Everyone is talking about Amanda Hocking and her $2 million deal with St. Martin's Press. The news has even reached Europe and the United Kingdom, and everyone has advice for her.
In a recent post by Alan Rinzler in his blog The Book Deal authors and agents offer their advice and opinions on what Amanda Hocking can expect and whether or not she's right. My grandmother always used to say that advice is free and you get nothing for free. It all comes down to second guessing Ms. Hocking's choice.
As I've said in previous posts, Ms. Hocking has done what's best for her. Whether or not that turns out to be right will be determined over the next five years while she tries to earn out her advance. Either way, win or lose, she will gain what most writers only dream of -- entry to the publishing world at the top of the heap instead of having to work her way up from the bottom through the midlist and eventually, if ever, to the star ranks where marketing and publicity roll out the red carpet. With two million dollars at stake, there is no way St. Martin's Press will drop the ball on this one. They have too much invested.
Some of the most interesting comments came from an author who got the star treatment and an agent.

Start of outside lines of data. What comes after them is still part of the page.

//! Benchmark Executor
//!
//! Runs one capture scenario and turns it into results text.
//!
//! ## Pipeline Overview
//!
//! ```text
//! BenchmarkConfig (resolved from CLI flags or a scenario)
//!       │
//!       ▼
//! ┌─────────────┐
//! │  execution  │  Open device, capture for the duration, sample memory
//! └──────┬──────┘
//!        │  ┌─────────────┐
//!        ├──│  profiling  │  CPU profile + trace around the capture window
//!        │  └─────────────┘
//!        ▼
//! ┌─────────────┐
//! │ formatting  │  Human-readable results text
//! └─────────────┘
//! ```
//!
//! ## Modules
//!
//! - [`execution`] - Device lifecycle and statistics collection
//! - [`profiling`] - Scoped CPU/trace sessions and memory profiles
//! - [`formatting`] - Results text
//! - [`metadata`] - System metadata collection

mod execution;
mod formatting;
mod metadata;
mod profiling;

// Re-export public API
pub use execution::{BenchmarkConfig, BenchmarkExecutor, ExecutorError};
pub use formatting::format_results;
pub use metadata::build_run_meta;
pub use profiling::{
    MemoryProfile, ProfilingError, ProfilingSession, TraceSink, write_memory_profile,
};

#[cfg(test)]
pub(crate) use profiling::PROFILER_LOCK;
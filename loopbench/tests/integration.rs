//! Integration tests for loopbench
//!
//! End-to-end runs of the executor and orchestrator against the synthetic
//! capture backend. No V4L2 device, kernel module or root access is needed.

use loopbench::{
    BenchmarkConfig, BenchmarkExecutor, BenchmarkScenario, CaptureBackend, OutputCapture, PixelFormat, RunError, RunSettings, ScenarioOrchestrator, ScenarioOutput,
    ScenarioStatus, SyntheticBackend, collect,
};
use std::path::{Path, PathBuf};
use std::sync::{Arc, Mutex, MutexGuard};
use std::time::Duration;

// Profiling sessions are process-wide; keep full runs from overlapping
static RUNS: Mutex<()> = Mutex::new(());

fn serial() -> MutexGuard<'static, ()> {
    RUNS.lock().unwrap_or_else(|e| e.into_inner())
}

const SUITE: &[BenchmarkScenario] = &[
    BenchmarkScenario { name: "first_yuyv", width: 80, height: 60, fps: 40, format: "YUYV" },
    BenchmarkScenario { name: "broken_fmt", width: 80, height: 60, fps: 40, format: "NV12" },
    BenchmarkScenario { name: "second_mjpeg", width: 160, height: 120, fps: 25, format: "MJPEG" },
];

fn orchestrator(backend: SyntheticBackend, dir: &Path) -> ScenarioOrchestrator {
    ScenarioOrchestrator::new(
        BenchmarkExecutor::new(Arc::new(backend)),
        RunSettings {
            device_path: PathBuf::from("/dev/video50"),
            duration: Duration::from_millis(250),
            buffer_count: 4,
            output_dir: dir.to_path_buf(),
            verbose: false,
        },
    )
}

/// Frame counts track duration * fps and frame times stay ordered
#[test]
fn test_capture_statistics_from_device() {
    let backend = SyntheticBackend::new();
    let config = loopbench::CaptureConfig {
        pixel_format: PixelFormat::Mjpeg,
        width: 640,
        height: 480,
        fps: 30,
        buffer_count: 4,
    };
    let mut device = backend.open(Path::new("/dev/video50"), &config).unwrap();
    let mut stream = device.start().unwrap();
    let stats = collect(&mut stream, Duration::from_secs(1));
    drop(stream);
    device.stop();

    // ~30 frames; wide tolerance for scheduler jitter
    assert!(stats.frames_captured >= 20, "{stats:?}");
    assert!(stats.frames_captured <= 35, "{stats:?}");
    assert_eq!(stats.frames_dropped, 0);
    assert!(!stats.ended_early);
    let ft = &stats.frame_times;
    assert_eq!(ft.samples as u64, stats.frames_captured - 1);
    assert!(ft.min <= ft.avg && ft.avg <= ft.max);
    assert!(ft.percentiles.p50 <= ft.percentiles.p99);
}

/// Two scenarios back to back: each result file only holds its own run
#[test]
fn test_scenario_output_isolation() {
    let _serial = serial();
    let tmp = tempfile::tempdir().unwrap();
    let report = orchestrator(SyntheticBackend::new(), tmp.path())
        .run(SUITE, &mut std::io::sink())
        .unwrap();

    let first = std::fs::read_to_string(tmp.path().join("first_yuyv_results.txt")).unwrap();
    let second = std::fs::read_to_string(tmp.path().join("second_mjpeg_results.txt")).unwrap();

    assert!(first.contains("Format: 80x60 @ 40 fps (YUYV)"));
    assert!(!first.contains("160x120"));
    assert!(!first.contains("MJPEG"));
    assert!(second.contains("Format: 160x120 @ 25 fps (MJPEG)"));
    assert!(!second.contains("80x60"));
    assert!(!second.contains("YUYV"));

    // Orchestrator progress never leaks into scenario output
    assert!(!first.contains("Running:"));
    assert!(!second.contains("Running:"));

    // Logs come before the results block
    let log_at = first.find("Capturing frames...").unwrap();
    let results_at = first.find("BENCHMARK RESULTS").unwrap();
    assert!(log_at < results_at);

    assert_eq!(report.summary.count(ScenarioStatus::Success), 2);
    for name in ["first_yuyv", "second_mjpeg"] {
        assert!(tmp.path().join(format!("{name}_cpu.prof")).exists());
        assert!(tmp.path().join(format!("{name}_mem.prof")).exists());
        assert!(tmp.path().join(format!("{name}_trace.out")).exists());
    }
}

/// Summary order follows the table regardless of per-scenario outcome
#[test]
fn test_summary_order_and_statuses() {
    let _serial = serial();
    let tmp = tempfile::tempdir().unwrap();
    let mut progress = Vec::new();
    let report = orchestrator(SyntheticBackend::new(), tmp.path())
        .run(SUITE, &mut progress)
        .unwrap();

    let names: Vec<_> = report.summary.scenarios.iter().map(|r| r.name.as_str()).collect();
    assert_eq!(names, ["first_yuyv", "broken_fmt", "second_mjpeg"]);
    assert_eq!(report.summary.scenarios[1].status, ScenarioStatus::Skipped);

    let summary = std::fs::read_to_string(&report.summary_path).unwrap();
    let a = summary.find("## first_yuyv").unwrap();
    let b = summary.find("## second_mjpeg").unwrap();
    assert!(a < b);
    assert!(!summary.contains("## broken_fmt"));

    let progress = String::from_utf8(progress).unwrap();
    let table = progress.split("Results:").nth(1).unwrap();
    let ok = table.find("[SUCCESS] first_yuyv").unwrap();
    let skipped = table.find("[SKIPPED] broken_fmt").unwrap();
    let last = table.find("[SUCCESS] second_mjpeg").unwrap();
    assert!(ok < skipped && skipped < last);

    let json: serde_json::Value =
        serde_json::from_str(&std::fs::read_to_string(&report.json_path).unwrap()).unwrap();
    assert_eq!(json["meta"]["device"], "/dev/video50");
    assert_eq!(json["scenarios"].as_array().unwrap().len(), 3);
}

/// An unknown scenario aborts before the device or the filesystem is touched
#[test]
fn test_unknown_scenario_writes_nothing() {
    let tmp = tempfile::tempdir().unwrap();
    let out = tmp.path().join("results");
    let backend = SyntheticBackend::new();
    let err = orchestrator(backend.clone(), &out)
        .run_selected(SUITE, Some("nope"), &mut std::io::sink())
        .unwrap_err();

    assert!(matches!(err, RunError::ScenarioNotFound(ref n) if n == "nope"));
    assert_eq!(backend.opened(), 0);
    assert!(!out.exists());
}

/// A source that closes immediately yields NO_FRAMES with zeroed averages
#[test]
fn test_no_frames_scenario() {
    let _serial = serial();
    let tmp = tempfile::tempdir().unwrap();
    let report = orchestrator(SyntheticBackend::new().close_after(0), tmp.path())
        .run(&SUITE[..1], &mut std::io::sink())
        .unwrap();

    let record = &report.summary.scenarios[0];
    assert_eq!(record.status, ScenarioStatus::NoFrames);
    let results = record.results.as_ref().unwrap();
    assert_eq!(results.avg_fps, 0.0);
    assert_eq!(results.avg_bytes_per_frame, 0);

    let text = std::fs::read_to_string(tmp.path().join("first_yuyv_results.txt")).unwrap();
    assert!(text.contains("WARNING: no frames captured"));
}

/// Device failures are scenario-local in multi mode
#[test]
fn test_open_failure_is_scenario_local() {
    let _serial = serial();
    let tmp = tempfile::tempdir().unwrap();
    let report = orchestrator(SyntheticBackend::new().fail_open(), tmp.path())
        .run(SUITE, &mut std::io::sink())
        .unwrap();

    let statuses: Vec<_> = report.summary.scenarios.iter().map(|r| r.status).collect();
    assert_eq!(
        statuses,
        [ScenarioStatus::Failed, ScenarioStatus::Skipped, ScenarioStatus::Failed]
    );
    let text = std::fs::read_to_string(tmp.path().join("second_mjpeg_results.txt")).unwrap();
    assert!(text.contains("Failed to open device /dev/video50"));
}

/// Single-scenario execution with explicit output capture
#[test]
fn test_executor_with_captured_output() {
    let _serial = serial();
    let capture = OutputCapture::start().unwrap();
    let output = ScenarioOutput::Captured(capture.writer());
    let config = BenchmarkConfig {
        device_path: PathBuf::from("/dev/video50"),
        width: 320,
        height: 240,
        pixel_format: PixelFormat::Yuyv,
        fps: 60,
        duration: Duration::from_millis(300),
        buffer_count: 2,
        cpu_profile: None,
        mem_profile: None,
        trace_file: None,
        verbose: true,
    };
    let results = BenchmarkExecutor::new(Arc::new(SyntheticBackend::new().drop_every(5)))
        .run(&config, &output)
        .unwrap();
    drop(output);
    let log = capture.finish();

    assert!(results.frames_captured > 0);
    assert!(results.frames_dropped > 0);
    assert_eq!(results.avg_bytes_per_frame, 320 * 240 * 2);
    // Verbose runs log every dropped frame
    assert!(log.contains("Frame dropped"));
}
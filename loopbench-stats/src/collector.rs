//! Statistics Collector
//!
//! Consumes frame arrivals for a bounded window and reduces them to
//! `CaptureStatistics`. The recording path only bumps counters and appends
//! one interval, so it stays cheap relative to the frame cadence.

use crate::POLL_INTERVAL;
use crate::percentiles::{Percentiles, compute_percentiles};
use loopbench_core::{Delivery, FrameSource};
use serde::{Deserialize, Serialize};
use std::time::{Duration, Instant};

/// Frame-time summary over steady-state intervals
///
/// The interval ending at the first captured frame measures start-up latency
/// and is never included. With fewer than two captured frames every field is
/// zero.
#[derive(Debug, Clone, Copy, Default, PartialEq, Serialize, Deserialize)]
pub struct FrameTimeSummary {
    /// Number of intervals summarized
    pub samples: usize,
    /// Shortest interval
    pub min: Duration,
    /// Longest interval
    pub max: Duration,
    /// Mean interval
    pub avg: Duration,
    /// Population standard deviation (jitter)
    pub std_dev: Duration,
    /// Percentiles in nanoseconds
    pub percentiles: Percentiles,
}

impl FrameTimeSummary {
    fn from_intervals(intervals: &[Duration]) -> Self {
        // First interval is start-up latency
        let steady = match intervals.get(1..) {
            Some(rest) if !rest.is_empty() => rest,
            _ => return Self::default(),
        };

        let mut min = steady[0];
        let mut max = steady[0];
        let mut total = Duration::ZERO;
        for &ft in steady {
            total += ft;
            min = min.min(ft);
            max = max.max(ft);
        }
        let avg = total / steady.len() as u32;

        let nanos: Vec<f64> = steady.iter().map(|d| d.as_nanos() as f64).collect();
        let mean = avg.as_nanos() as f64;
        let variance =
            nanos.iter().map(|x| (x - mean).powi(2)).sum::<f64>() / nanos.len() as f64;

        Self {
            samples: steady.len(),
            min,
            max,
            avg,
            std_dev: Duration::from_nanos(variance.sqrt() as u64),
            percentiles: compute_percentiles(&nanos),
        }
    }
}

/// Capture statistics for one session
#[derive(Debug, Clone, Default, PartialEq, Serialize, Deserialize)]
pub struct CaptureStatistics {
    /// Frames delivered with a payload
    pub frames_captured: u64,
    /// Frames delivered empty
    pub frames_dropped: u64,
    /// Wall time observed by the collector
    pub duration: Duration,
    /// Captured frames per second of wall time (0 when nothing was captured)
    pub avg_fps: f64,
    /// Payload bytes over all captured frames
    pub total_bytes: u64,
    /// Mean payload size (0 when nothing was captured)
    pub avg_bytes_per_frame: u64,
    /// Frame-time summary
    pub frame_times: FrameTimeSummary,
    /// The stream closed before the collection window elapsed
    pub ended_early: bool,
}

/// Accumulates frame arrivals
#[derive(Debug)]
pub struct StatisticsCollector {
    start: Instant,
    last_arrival: Instant,
    frames_captured: u64,
    frames_dropped: u64,
    total_bytes: u64,
    intervals: Vec<Duration>,
    ended_early: bool,
}

impl StatisticsCollector {
    /// Start collecting; `start` is both the wall-clock origin and the
    /// reference for the first interval.
    pub fn new(start: Instant) -> Self {
        Self {
            start,
            last_arrival: start,
            frames_captured: 0,
            frames_dropped: 0,
            total_bytes: 0,
            intervals: Vec::with_capacity(1024),
            ended_early: false,
        }
    }

    /// Record one arrival of `len` payload bytes at `at`. Zero length is a
    /// dropped frame: counted, but its interval is not a frame time.
    pub fn record(&mut self, len: usize, at: Instant) {
        let frame_time = at.saturating_duration_since(self.last_arrival);
        self.last_arrival = at;

        if len == 0 {
            self.frames_dropped += 1;
            tracing::debug!(
                frame = self.frames_captured + self.frames_dropped,
                "Frame dropped"
            );
            return;
        }

        self.frames_captured += 1;
        self.total_bytes += len as u64;
        self.intervals.push(frame_time);
        tracing::trace!(
            target: "loopbench::frames",
            seq = self.frames_captured,
            bytes = len,
            frame_time_ns = frame_time.as_nanos() as u64,
        );

        if self.frames_captured % 100 == 0 {
            let elapsed = at.saturating_duration_since(self.start).as_secs_f64();
            tracing::debug!(
                "Captured {} frames ({:.1} fps)",
                self.frames_captured,
                if elapsed > 0.0 { self.frames_captured as f64 / elapsed } else { 0.0 }
            );
        }
    }

    /// Note that the source ended before the window elapsed
    pub fn mark_ended_early(&mut self) {
        self.ended_early = true;
    }

    /// Frames recorded so far, captured plus dropped
    pub fn frames_seen(&self) -> u64 {
        self.frames_captured + self.frames_dropped
    }

    /// Reduce to statistics, with `end` closing the wall-clock window
    pub fn finish(self, end: Instant) -> CaptureStatistics {
        let duration = end.saturating_duration_since(self.start);

        let (avg_fps, avg_bytes_per_frame) = if self.frames_captured > 0 {
            let secs = duration.as_secs_f64();
            let fps = if secs > 0.0 { self.frames_captured as f64 / secs } else { 0.0 };
            (fps, self.total_bytes / self.frames_captured)
        } else {
            (0.0, 0)
        };

        CaptureStatistics {
            frames_captured: self.frames_captured,
            frames_dropped: self.frames_dropped,
            duration,
            avg_fps,
            total_bytes: self.total_bytes,
            avg_bytes_per_frame,
            frame_times: FrameTimeSummary::from_intervals(&self.intervals),
            ended_early: self.ended_early,
        }
    }
}

/// Drain `source` until `duration` has elapsed or the source closes
pub fn collect<S: FrameSource + ?Sized>(source: &mut S, duration: Duration) -> CaptureStatistics {
    let start = Instant::now();
    let deadline = start + duration;
    let mut collector = StatisticsCollector::new(start);

    loop {
        let now = Instant::now();
        if now >= deadline {
            break;
        }
        match source.next_frame((deadline - now).min(POLL_INTERVAL)) {
            Delivery::Frame(frame) => collector.record(frame.len(), Instant::now()),
            Delivery::Idle => {}
            Delivery::Closed => {
                tracing::warn!(
                    frames = collector.frames_seen(),
                    elapsed = ?start.elapsed(),
                    "Frame stream closed before the capture window elapsed"
                );
                collector.mark_ended_early();
                break;
            }
        }
    }

    collector.finish(Instant::now())
}
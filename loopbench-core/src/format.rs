//! Pixel Formats
//!
//! The small set of pixel formats the benchmark scenarios request, and the
//! negotiated format a device reports back.

use crate::capture::CaptureError;
use serde::{Deserialize, Serialize};
use std::fmt;
use std::str::FromStr;

/// Pixel format requested from a capture device
#[derive(Debug, Clone, Copy, PartialEq, Eq, Hash, Serialize, Deserialize)]
#[serde(rename_all = "UPPERCASE")]
pub enum PixelFormat {
    /// Motion JPEG
    Mjpeg,
    /// Packed YUV 4:2:2
    Yuyv,
    /// H.264 elementary stream
    H264,
}

impl PixelFormat {
    /// All supported formats, in display order
    pub const ALL: [PixelFormat; 3] = [PixelFormat::Mjpeg, PixelFormat::Yuyv, PixelFormat::H264];

    /// V4L2 fourcc code
    pub fn fourcc(self) -> [u8; 4] {
        match self {
            PixelFormat::Mjpeg => *b"MJPG",
            PixelFormat::Yuyv => *b"YUYV",
            PixelFormat::H264 => *b"H264",
        }
    }

    /// Name as accepted on the command line
    pub fn name(self) -> &'static str {
        match self {
            PixelFormat::Mjpeg => "MJPEG",
            PixelFormat::Yuyv => "YUYV",
            PixelFormat::H264 => "H264",
        }
    }

    /// Rough size in bytes of one frame, used by software sources.
    pub fn estimated_frame_size(self, width: u32, height: u32) -> usize {
        let pixels = width as usize * height as usize;
        match self {
            PixelFormat::Yuyv => pixels * 2,
            PixelFormat::Mjpeg => (pixels / 4).max(1),
            PixelFormat::H264 => (pixels / 8).max(1),
        }
    }
}

impl fmt::Display for PixelFormat {
    fn fmt(&self, f: &mut fmt::Formatter<'_>) -> fmt::Result {
        f.write_str(self.name())
    }
}

impl FromStr for PixelFormat {
    type Err = CaptureError;

    fn from_str(s: &str) -> Result<Self, Self::Err> {
        PixelFormat::ALL
            .into_iter()
            .find(|format| format.name().eq_ignore_ascii_case(s.trim()))
            .ok_or_else(|| CaptureError::UnknownFormat(s.to_string()))
    }
}

/// Format actually negotiated with the device
///
/// Drivers may adjust requested values, so this is read back after opening
/// and only used for diagnostics.
#[derive(Debug, Clone, PartialEq, Eq, Serialize, Deserialize)]
pub struct FormatInfo {
    /// Frame width in pixels
    pub width: u32,
    /// Frame height in pixels
    pub height: u32,
    /// Fourcc code reported by the driver
    pub fourcc: [u8; 4],
    /// Bytes per image line
    pub bytes_per_line: u32,
    /// Maximum size of one image in bytes
    pub size_image: u32,
}

impl FormatInfo {
    /// Fourcc as printable text
    pub fn fourcc_str(&self) -> String {
        String::from_utf8_lossy(&self.fourcc).into_owned()
    }
}

impl fmt::Display for FormatInfo {
    fn fmt(&self, f: &mut fmt::Formatter<'_>) -> fmt::Result {
        write!(
            f,
            "{}x{} {}, bytesperline={}, sizeimage={}",
            self.width,
            self.height,
            self.fourcc_str(),
            self.bytes_per_line,
            self.size_image
        )
    }
}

Garth Stein, author of The Art of Racing in the Rain, from Harper Collins, cites being on the road nearly nonstop to publicize and market his book, much of the money coming from his own pocket. It resulted in 1.5 million book sales, but it was undoubtedly a hard slog, but he warns, "But don’t think it gets easier because you have a big publishing house behind you now! I’m constantly struggling with the balance between marketing, family, and writing my next book." If Ms. Hocking wants more time to write, with $2 million on the line, she may find it in short supply. It may be a good thing she isn't married and has no children. That will lessen the choices a bit.
Sandy Raihofer of the David Black Literary Agency weighs in from the agent's, or at least her, perspective. "Hocking says she welcomes the editorial process a traditional house can offer. YES! That’s validation of the process that’s been in place for decades — if not generations — for honing a manuscript. Not to mention the amount of editorial work we agents do in order to sell a work, and sometimes on the back end as well." I wonder if Ms. Raihofer is cheerleading for agents because she believes they do a lot of the work in packaging and "honing a manuscript" or because she wants to believe it. Most of the authors jumping ship for self-publishing are doing so because they are dissatisfied with the "services" rendered by publishing and agents, and not just because of the money, although that is definitely a factor.
I've worked with several agents over the years on previous projects and I can say I got very little input or honing from only one agent.
Ms. Hocking is today's news and she is a hot topic for several blogs and tweet-fests. I'm sure she is a little tired of the limelight and just wants to get back to writing. While her meteoric rise to fame and fortune has fueled considerable debate, her success has also inspired writers in both camps to jump into publishing -- indie and traditional -- secure in the knowledge that if Amanda Hocking can do it, so can they.
When the furor dies down, I wonder whether or not Ms. Hocking will end up in obscurity or if she will find herself in calmer waters writing and touring and making the most of everything she has earned and been offered. No doubt there another rising star is about to crest the horizon and Ms. Hocking will be last month's flavor. Whatever happens, Ms. Hocking seems like an intelligent and savvy young lady with a glowing future ahead of her and I wish her well.
As for me, I have covers to choose and a proof to check and another critique to work on. It's Monday and just another day in the week for me. I'm still slogging my way up the publishing hill.